My point here is that context matters. A word like ‘faggot’ can be cruel or it can be loving. How it is meant and how it is received are all about the context.
But as kink play has jumped to the internet, as porn has proliferated at our fingertips, and as findoms have begun plying their trade online, a third usage of these words has emerged, a more performative use. Findoms frequently post Tweets in which they perform their dominance by calling the audience ‘faggots’ or ‘bitches’. On porn microblogs, like BDSMLR, guys often post images of humiliation or aggressive sex and then add a tag like “that’s how you should treat fags.”
This third usage signals that the user is a specific sort of man, a strong, confident, perhaps arrogant man who is willing to humiliate others. For findoms, this is part of ‘hanging out their shingle’, advertising for clients who will pay them for such treatment. On microblogs, this is simply a way to assert that one is dominant, not submissive.
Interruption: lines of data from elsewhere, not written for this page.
// Ultralytics 🚀 AGPL-3.0 License - https://ultralytics.com/license
//! 摄像头状态快照与对外状态推导
//! Per-camera snapshot + status view derivation (wall-clock decay)

use crate::config::StatusConfig;
use crate::TrackId;
use serde::Serialize;
use std::time::{Duration, SystemTime};

/// 处理线程每帧发布的不可变快照
#[derive(Clone, Debug, Default, PartialEq, Serialize)]
pub struct CameraSnapshot {
    pub seq: u64,
    #[serde(skip)]
    pub updated_at: Option<SystemTime>,
    pub vehicle_count: usize,
    pub stopped_track_ids: Vec<TrackId>,
    pub pedestrians_on_roadway: usize,
    /// 按帧去抖后的标志
    pub cones_confirmed: bool,
    pub assistance_confirmed: bool,
    #[serde(skip)]
    pub last_cones_seen: Option<SystemTime>,
    #[serde(skip)]
    pub last_assistance_seen: Option<SystemTime>,
    pub incident_recording: bool,
}

#[derive(Clone, Copy, Debug, PartialEq, Eq, Serialize)]
pub enum CongestionLevel {
    Low,
    Medium,
    High,
}

impl CongestionLevel {
    pub fn from_count(vehicles: usize, cfg: &StatusConfig) -> Self {
        if vehicles > cfg.congestion_high {
            CongestionLevel::High
        } else if vehicles > cfg.congestion_medium {
            CongestionLevel::Medium
        } else {
            CongestionLevel::Low
        }
    }

    pub fn color(&self) -> &'static str {
        match self {
            CongestionLevel::High => "#dc2626",
            CongestionLevel::Medium => "#facc15",
            CongestionLevel::Low => "#16a34a",
        }
    }
}

#[derive(Clone, Copy, Debug, PartialEq, Eq, Serialize)]
#[serde(rename_all = "lowercase")]
pub enum CameraStatus {
    Online,
    Offline,
    Degraded,
}

/// `/camera/:id/status_full` 响应
#[derive(Clone, Debug, PartialEq, Serialize)]
pub struct StatusView {
    pub status: CameraStatus,
    pub vehicle_count: usize,
    pub congestion_level: CongestionLevel,
    pub congestion_color: &'static str,
    pub stopped_count: usize,
    pub stopped_track_ids: Vec<TrackId>,
    pub pedestrians_on_roadway_count: usize,
    pub accident_flag: bool,
    pub assistance_active: bool,
    pub cones_active: bool,
    pub vehicle_alert: bool,
}

/// 最近 `timeout` 内是否出现过 (时钟回拨视为仍然有效)
fn seen_within(last: Option<SystemTime>, now: SystemTime, timeout: Duration) -> bool {
    match last {
        Some(t) => match now.duration_since(t) {
            Ok(elapsed) => elapsed < timeout,
            Err(_) => true,
        },
        None => false,
    }
}

/// 推导对外状态
///
/// 锥桶/救援按墙钟时间衰减, 与帧计数的内部标志相互独立
pub fn derive_status(
    snapshot: &CameraSnapshot,
    status: CameraStatus,
    accident: bool,
    cfg: &StatusConfig,
    now: SystemTime,
) -> StatusView {
    let timeout = cfg.timeout();
    let assistance_active = seen_within(snapshot.last_assistance_seen, now, timeout);
    let cones_active = seen_within(snapshot.last_cones_seen, now, timeout);
    let level = CongestionLevel::from_count(snapshot.vehicle_count, cfg);
    let stopped_count = snapshot.stopped_track_ids.len();

    StatusView {
        status,
        vehicle_count: snapshot.vehicle_count,
        congestion_level: level,
        congestion_color: level.color(),
        stopped_count,
        stopped_track_ids: snapshot.stopped_track_ids.clone(),
        pedestrians_on_roadway_count: snapshot.pedestrians_on_roadway,
        accident_flag: accident,
        assistance_active,
        cones_active,
        vehicle_alert: stopped_count > 0 && !assistance_active && !cones_active,
    }
}

#[cfg(test)]
mod tests {
    use super::*;

    fn cfg() -> StatusConfig {
        StatusConfig::default()
    }

    #[test]
    fn test_congestion_levels() {
        let c = cfg();
        assert_eq!(CongestionLevel::from_count(13, &c), CongestionLevel::Low);
        assert_eq!(CongestionLevel::from_count(14, &c), CongestionLevel::Medium);
        assert_eq!(CongestionLevel::from_count(18, &c), CongestionLevel::Medium);
        assert_eq!(CongestionLevel::from_count(19, &c), CongestionLevel::High);
        assert_eq!(CongestionLevel::High.color(), "#dc2626");
    }

    #[test]
    fn test_alert_requires_stopped_vehicle() {
        let now = SystemTime::now();
        let snap = CameraSnapshot::default();
        let view = derive_status(&snap, CameraStatus::Online, false, &cfg(), now);
        assert!(!view.vehicle_alert);

        let snap = CameraSnapshot {
            stopped_track_ids: vec![3, 9],
            ..Default::default()
        };
        let view = derive_status(&snap, CameraStatus::Online, false, &cfg(), now);
        assert!(view.vehicle_alert);
        assert_eq!(view.stopped_count, 2);
    }

    #[test]
    fn test_suppression_decays_by_wall_clock() {
        let t0 = SystemTime::UNIX_EPOCH + Duration::from_secs(1_700_000_000);
        let snap = CameraSnapshot {
            stopped_track_ids: vec![1],
            last_cones_seen: Some(t0),
            ..Default::default()
        };

        // 4.9s 后仍抑制
        let view = derive_status(
            &snap,
            CameraStatus::Online,
            false,
            &cfg(),
            t0 + Duration::from_millis(4900),
        );
        assert!(view.cones_active);
        assert!(!view.vehicle_alert);

        // 5s 后恢复告警, 与期间处理了多少帧无关
        let view = derive_status(
            &snap,
            CameraStatus::Online,
            false,
            &cfg(),
            t0 + Duration::from_secs(5),
        );
        assert!(!view.cones_active);
        assert!(view.vehicle_alert);
    }

    #[test]
    fn test_assistance_suppresses_and_clock_skew() {
        let now = SystemTime::now();
        let snap = CameraSnapshot {
            stopped_track_ids: vec![1],
            last_assistance_seen: Some(now + Duration::from_secs(2)),
            ..Default::default()
        };
        let view = derive_status(&snap, CameraStatus::Degraded, true, &cfg(), now);
        assert!(view.assistance_active);
        assert!(!view.vehicle_alert);
        assert!(view.accident_flag);
        assert_eq!(view.status, CameraStatus::Degraded);
    }

    #[test]
    fn test_serialized_field_names() {
        let view = derive_status(
            &CameraSnapshot::default(),
            CameraStatus::Offline,
            false,
            &cfg(),
            SystemTime::now(),
        );
        let json = serde_json::to_value(&view).unwrap();
        assert_eq!(json["status"], "offline");
        assert_eq!(json["congestion_level"], "Low");
        assert_eq!(json["congestion_color"], "#16a34a");
        assert!(json.get("pedestrians_on_roadway_count").is_some());
        assert!(json.get("vehicle_alert").is_some());
    }
}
But what sets it apart from the second usage is that there is no power exchange going on. The user of these terms is giving cruelty, but he is not giving it to a specific person. There is no submissive to consent to receive it, no boy to experience the joy of being called a cocksucker’. There is merely the cruelty of saying the word. The internet decontextualizes porn, remember?
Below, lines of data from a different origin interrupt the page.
// Ultralytics 🚀 AGPL-3.0 License - https://ultralytics.com/license
//! 有界丢旧队列 (采集 → 处理)

use crossbeam_channel::{bounded, Receiver, RecvTimeoutError, Sender, TrySendError};
use std::time::Duration;

/// 满时丢弃最旧元素, 保证消费端拿到最新帧
pub struct DropOldestQueue<T> {
    tx: Sender<T>,
    // 生产端持有一个接收端副本用于淘汰
    evict: Receiver<T>,
}

impl<T> Clone for DropOldestQueue<T> {
    fn clone(&self) -> Self {
        Self {
            tx: self.tx.clone(),
            evict: self.evict.clone(),
        }
    }
}

impl<T> DropOldestQueue<T> {
    /// 返回 (生产端, 消费端)
    pub fn new(depth: usize) -> (Self, Receiver<T>) {
        let (tx, rx) = bounded(depth.max(1));
        (
            Self {
                tx,
                evict: rx.clone(),
            },
            rx,
        )
    }

    /// 入队, 返回被丢弃的元素个数
    pub fn push(&self, mut item: T) -> usize {
        let mut dropped = 0;
        loop {
            match self.tx.try_send(item) {
                Ok(()) => return dropped,
                Err(TrySendError::Full(back)) => {
                    item = back;
                    if self.evict.try_recv().is_ok() {
                        dropped += 1;
                    }
                }
                // 生产端自身持有接收端, 不会断开
                Err(TrySendError::Disconnected(_)) => return dropped,
            }
        }
    }

    pub fn len(&self) -> usize {
        self.tx.len()
    }

    pub fn is_empty(&self) -> bool {
        self.tx.is_empty()
    }
}

/// 带超时的出队 (`None` 表示超时或已断开)
pub fn pop_timeout<T>(rx: &Receiver<T>, timeout: Duration) -> Option<T> {
    match rx.recv_timeout(timeout) {
        Ok(item) => Some(item),
        Err(RecvTimeoutError::Timeout) | Err(RecvTimeoutError::Disconnected) => None,
    }
}

#[cfg(test)]
mod tests {
    use super::*;

    #[test]
    fn test_depth_two_keeps_newest() {
        let (queue, rx) = DropOldestQueue::new(2);
        let mut dropped = 0;
        for i in 0..5 {
            dropped += queue.push(i);
        }
        assert_eq!(dropped, 3);
        assert_eq!(queue.len(), 2);

        let got: Vec<i32> = rx.try_iter().collect();
        assert_eq!(got, vec![3, 4]);
    }

    #[test]
    fn test_pop_timeout() {
        let (queue, rx) = DropOldestQueue::new(5);
        assert_eq!(pop_timeout(&rx, Duration::from_millis(10)), None::<u8>);
        queue.push(7u8);
        assert_eq!(pop_timeout(&rx, Duration::from_millis(10)), Some(7));
    }

    #[test]
    fn test_concurrent_producer_consumer() {
        let (queue, rx) = DropOldestQueue::new(3);
        let producer = std::thread::spawn(move || {
            for i in 0..1000u32 {
                queue.push(i);
            }
        });
        let mut last = None;
        let mut seen = 0;
        while let Some(v) = pop_timeout(&rx, Duration::from_millis(200)) {
            // 顺序不乱
            if let Some(prev) = last {
                assert!(v > prev);
            }
            last = Some(v);
            seen += 1;
        }
        producer.join().unwrap();
        assert!(seen >= 1);
        assert_eq!(last, Some(999));
    }
}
And the result is that the third usage quickly starts to shade over into the first usage. The first usage involved normalizing slurs as a way to assert a heteronormativity. By dehumanizing gay men, it becomes easy to deprive them of their rights and to engage in violence against them. Smear the Queer is just a children’s chase game, but it’s a chase game that sends deep messages about who chases whom and what should happen when the chase ends. Reclaiming these words operates by recontextualizing them, creating a new Inner Layer of meaning that is controlled by gay men and dictated by rules of consent. But when the internet strips away the new context, what is left is the old hateful word. And that threatens to undo some of the hard work the LGBT community has done to assert its rightful place in the world.
Recently someone Tweeted that words like ‘fagtax’ and ‘cashfag’ were homophobic slurs and called on findoms to stop using them. I agree wholeheartedly with this. We must have the freedom to explore our erotic lives as we see fit (within the bounds of consent), but we have to insist on ethical standards, just the way that two decades ago, kinksters began to insist that consent had to be a critical component of power exchange. Findoms need to find better ways to advertise their services, lest we normalize the hateful usage of these words again.
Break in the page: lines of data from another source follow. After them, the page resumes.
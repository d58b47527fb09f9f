// Ultralytics 🚀 AGPL-3.0 License - https://ultralytics.com/license
//! YOLOv8 ONNX 检测 + 每路摄像头 ByteTrack
//! YOLOv8 ONNX Runtime detector with per-camera ByteTrack

use super::bytetrack::{ByteTrackConfig, ByteTracker};
use super::engine::TrackingEngine;
use super::types::{non_max_suppression, BBox, Detection};
use crate::config::DetectionConfig;
use crate::input::Frame;
use crate::CameraId;
use anyhow::{bail, Context, Result};
use fast_image_resize as fr;
use image::RgbImage;
use ndarray::{ArrayView2, Axis};
use ort::session::{builder::GraphOptimizationLevel, Session};
use std::collections::HashMap;
use std::time::Instant;
use tracing::{debug, info};

const CXYWH_OFFSET: usize = 4;
/// 填充色 (与训练时一致)
const LETTERBOX_FILL: f32 = 144.0 / 255.0;

/// 缩放比例与缩放后尺寸 (保持长宽比, 左上对齐)
pub fn scale_wh(w0: f32, h0: f32, w1: f32, h1: f32) -> (f32, f32, f32) {
    let r = (w1 / w0).min(h1 / h0);
    (r, (w0 * r).round(), (h0 * r).round())
}

/// 四周补边 (黑色)
pub fn pad_image(image: &RgbImage, padding: u32) -> RgbImage {
    if padding == 0 {
        return image.clone();
    }
    let mut padded = RgbImage::new(image.width() + padding * 2, image.height() + padding * 2);
    image::imageops::replace(&mut padded, image, padding as i64, padding as i64);
    padded
}

/// 解析 `[4 + nc, N]` 输出, 坐标还原到原图 (扣除补边)
pub fn decode_predictions(
    preds: ArrayView2<f32>,
    ratio: f32,
    padding: f32,
    frame_w: f32,
    frame_h: f32,
    conf_threshold: f32,
) -> Vec<BBox> {
    let mut boxes = Vec::new();
    for pred in preds.axis_iter(Axis(1)) {
        let mut best = (0usize, f32::MIN);
        for (id, &score) in pred.iter().enumerate().skip(CXYWH_OFFSET) {
            if score > best.1 {
                best = (id - CXYWH_OFFSET, score);
            }
        }
        let (class_id, confidence) = best;
        if confidence < conf_threshold {
            continue;
        }

        let cx = pred[0] / ratio - padding;
        let cy = pred[1] / ratio - padding;
        let w = pred[2] / ratio;
        let h = pred[3] / ratio;
        let bbox = BBox {
            x1: cx - w / 2.0,
            y1: cy - h / 2.0,
            x2: cx + w / 2.0,
            y2: cy + h / 2.0,
            confidence,
            class_id: class_id as u32,
        }
        .clamp(frame_w, frame_h);
        if bbox.area() > 0.0 {
            boxes.push(bbox);
        }
    }
    boxes
}

/// YOLOv8 检测器
pub struct YoloDetector {
    session: Session,
    input_size: u32,
    num_classes: usize,
    padding: u32,
    conf_threshold: f32,
    iou_threshold: f32,
    resizer: fr::Resizer,
}

impl YoloDetector {
    pub fn new(config: &DetectionConfig, conf_threshold: f32) -> Result<Self> {
        info!("📦 加载检测模型: {}", config.model);
        let session = Session::builder()?
            .with_optimization_level(GraphOptimizationLevel::Level3)?
            .with_intra_threads(config.intra_threads)?
            .commit_from_file(&config.model)
            .with_context(|| format!("failed to load model {}", config.model))?;
        info!("✅ 检测模型加载成功 ({} 类)", config.class_names.len());

        Ok(Self {
            session,
            input_size: config.input_size,
            num_classes: config.class_names.len(),
            padding: config.inference_padding,
            conf_threshold,
            iou_threshold: config.iou_threshold,
            resizer: fr::Resizer::new(),
        })
    }

    fn preprocess(&mut self, image: &RgbImage) -> Result<(Vec<f32>, f32)> {
        let size = self.input_size as usize;
        let (w0, h0) = image.dimensions();
        let (ratio, w_new, h_new) =
            scale_wh(w0 as f32, h0 as f32, size as f32, size as f32);
        let (w_new, h_new) = (w_new as u32, h_new as u32);

        let src = fr::images::Image::from_vec_u8(w0, h0, image.as_raw().clone(), fr::PixelType::U8x3)?;
        let mut dst = fr::images::Image::new(w_new, h_new, fr::PixelType::U8x3);
        self.resizer.resize(
            &src,
            &mut dst,
            &fr::ResizeOptions::new()
                .resize_alg(fr::ResizeAlg::Convolution(fr::FilterType::Bilinear)),
        )?;

        // HWC → CHW, 左上对齐, 其余填充
        let plane = size * size;
        let mut input = vec![LETTERBOX_FILL; 3 * plane];
        let pixels = dst.buffer();
        for y in 0..h_new as usize {
            for x in 0..w_new as usize {
                let src_idx = (y * w_new as usize + x) * 3;
                let dst_idx = y * size + x;
                input[dst_idx] = pixels[src_idx] as f32 / 255.0;
                input[plane + dst_idx] = pixels[src_idx + 1] as f32 / 255.0;
                input[2 * plane + dst_idx] = pixels[src_idx + 2] as f32 / 255.0;
            }
        }
        Ok((input, ratio))
    }

    /// 检测一帧, 返回原图坐标下的检测框 (已NMS)
    pub fn detect(&mut self, image: &RgbImage) -> Result<Vec<BBox>> {
        let t_pre = Instant::now();
        let padded = pad_image(image, self.padding);
        let (input, ratio) = self.preprocess(&padded)?;
        let pre_ms = t_pre.elapsed().as_secs_f64() * 1000.0;

        let t_run = Instant::now();
        let size = self.input_size as usize;
        let shape = [1, 3, size, size];
        let input_value =
            ort::value::Value::from_array((shape.as_slice(), input.into_boxed_slice()))?;
        let outputs = self.session.run(ort::inputs!["images" => input_value])?;
        let (_, data) = outputs[0].try_extract_tensor::<f32>()?;
        let run_ms = t_run.elapsed().as_secs_f64() * 1000.0;

        let rows = CXYWH_OFFSET + self.num_classes;
        if data.is_empty() || data.len() % rows != 0 {
            bail!(
                "unexpected model output length {} for {} classes",
                data.len(),
                self.num_classes
            );
        }
        let preds = ArrayView2::from_shape((rows, data.len() / rows), data)?;
        let mut boxes = decode_predictions(
            preds,
            ratio,
            self.padding as f32,
            image.width() as f32,
            image.height() as f32,
            self.conf_threshold,
        );
        non_max_suppression(&mut boxes, self.iou_threshold);

        debug!(
            "🔍 预处理 {:.1}ms | 推理 {:.1}ms | 检测 {} 个",
            pre_ms,
            run_ms,
            boxes.len()
        );
        Ok(boxes)
    }
}

/// YOLO + ByteTrack 跟踪引擎
pub struct YoloTrackingEngine {
    detector: YoloDetector,
    class_names: Vec<String>,
    track_config: ByteTrackConfig,
    trackers: HashMap<CameraId, ByteTracker>,
}

impl YoloTrackingEngine {
    pub fn new(config: &DetectionConfig) -> Result<Self> {
        let track_config = ByteTrackConfig {
            high_score_threshold: config.min_confidence,
            ..Default::default()
        };
        // 低分框也送入跟踪器用于救援
        let detector = YoloDetector::new(config, track_config.low_score_threshold)?;
        Ok(Self {
            detector,
            class_names: config.class_names.iter().map(|n| n.to_lowercase()).collect(),
            track_config,
            trackers: HashMap::new(),
        })
    }

    fn class_name(&self, class_id: u32) -> String {
        self.class_names
            .get(class_id as usize)
            .cloned()
            .unwrap_or_else(|| format!("class{}", class_id))
    }
}

impl TrackingEngine for YoloTrackingEngine {
    fn track(&mut self, frame: &Frame) -> Result<Vec<Detection>> {
        let boxes = self.detector.detect(&frame.image)?;
        let tracker = self
            .trackers
            .entry(frame.camera)
            .or_insert_with(|| ByteTracker::new(self.track_config.clone()));
        let tracks = tracker.update(&boxes);

        Ok(tracks
            .into_iter()
            .map(|(id, bbox)| {
                let name = self.class_name(bbox.class_id);
                Detection::new(name, bbox, id)
            })
            .collect())
    }

    fn reset_camera(&mut self, camera: CameraId) {
        self.trackers.remove(&camera);
    }

    fn name(&self) -> &str {
        "yolov8-bytetrack"
    }
}

#[cfg(test)]
mod tests {
    use super::*;
    use ndarray::Array2;

    #[test]
    fn test_scale_wh() {
        let (r, w, h) = scale_wh(1320.0, 760.0, 640.0, 640.0);
        assert!((r - 640.0 / 1320.0).abs() < 1e-6);
        assert_eq!(w, 640.0);
        assert_eq!(h, (760.0f32 * 640.0 / 1320.0).round());
    }

    #[test]
    fn test_pad_image() {
        let img = RgbImage::from_pixel(4, 2, image::Rgb([255, 0, 0]));
        let padded = pad_image(&img, 3);
        assert_eq!(padded.dimensions(), (10, 8));
        assert_eq!(padded.get_pixel(0, 0).0, [0, 0, 0]);
        assert_eq!(padded.get_pixel(3, 3).0, [255, 0, 0]);
        assert_eq!(padded.get_pixel(6, 4).0, [255, 0, 0]);
        assert_eq!(padded.get_pixel(7, 5).0, [0, 0, 0]);
    }

    #[test]
    fn test_decode_removes_padding_offset() {
        // 2 类, 3 个候选
        let mut preds = Array2::<f32>::zeros((6, 3));
        // 候选0: 补边坐标中心(120,70) 宽40 高20, 类别1
        preds[[0, 0]] = 120.0 * 0.5;
        preds[[1, 0]] = 70.0 * 0.5;
        preds[[2, 0]] = 40.0 * 0.5;
        preds[[3, 0]] = 20.0 * 0.5;
        preds[[5, 0]] = 0.8;
        // 候选1: 低分
        preds[[4, 1]] = 0.05;
        // 候选2: 超出画面, 裁剪
        preds[[0, 2]] = 5.0;
        preds[[1, 2]] = 5.0;
        preds[[2, 2]] = 40.0;
        preds[[3, 2]] = 40.0;
        preds[[4, 2]] = 0.9;

        let boxes = decode_predictions(preds.view(), 0.5, 20.0, 640.0, 360.0, 0.25);
        assert_eq!(boxes.len(), 2);

        let b = &boxes[0];
        assert_eq!(b.class_id, 1);
        assert!((b.x1 - 80.0).abs() < 1e-4);
        assert!((b.y1 - 40.0).abs() < 1e-4);
        assert!((b.x2 - 120.0).abs() < 1e-4);
        assert!((b.y2 - 60.0).abs() < 1e-4);

        let c = &boxes[1];
        assert_eq!(c.class_id, 0);
        assert_eq!((c.x1, c.y1), (0.0, 0.0));
    }
}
So if you’re a findom working with a particular cashslave, by all means call him a ‘faggot’ If he enjoys that work. You’re both consenting adults in the privacy of your DMs. But keep it to your DMs. Simply posting on Twitter that fags should come serve you is reaffirming homophobia and harming the gay community. This is especially true for straight findoms, who generally aren’t attuned to the nuances of how to use these words without causing harm. Do better.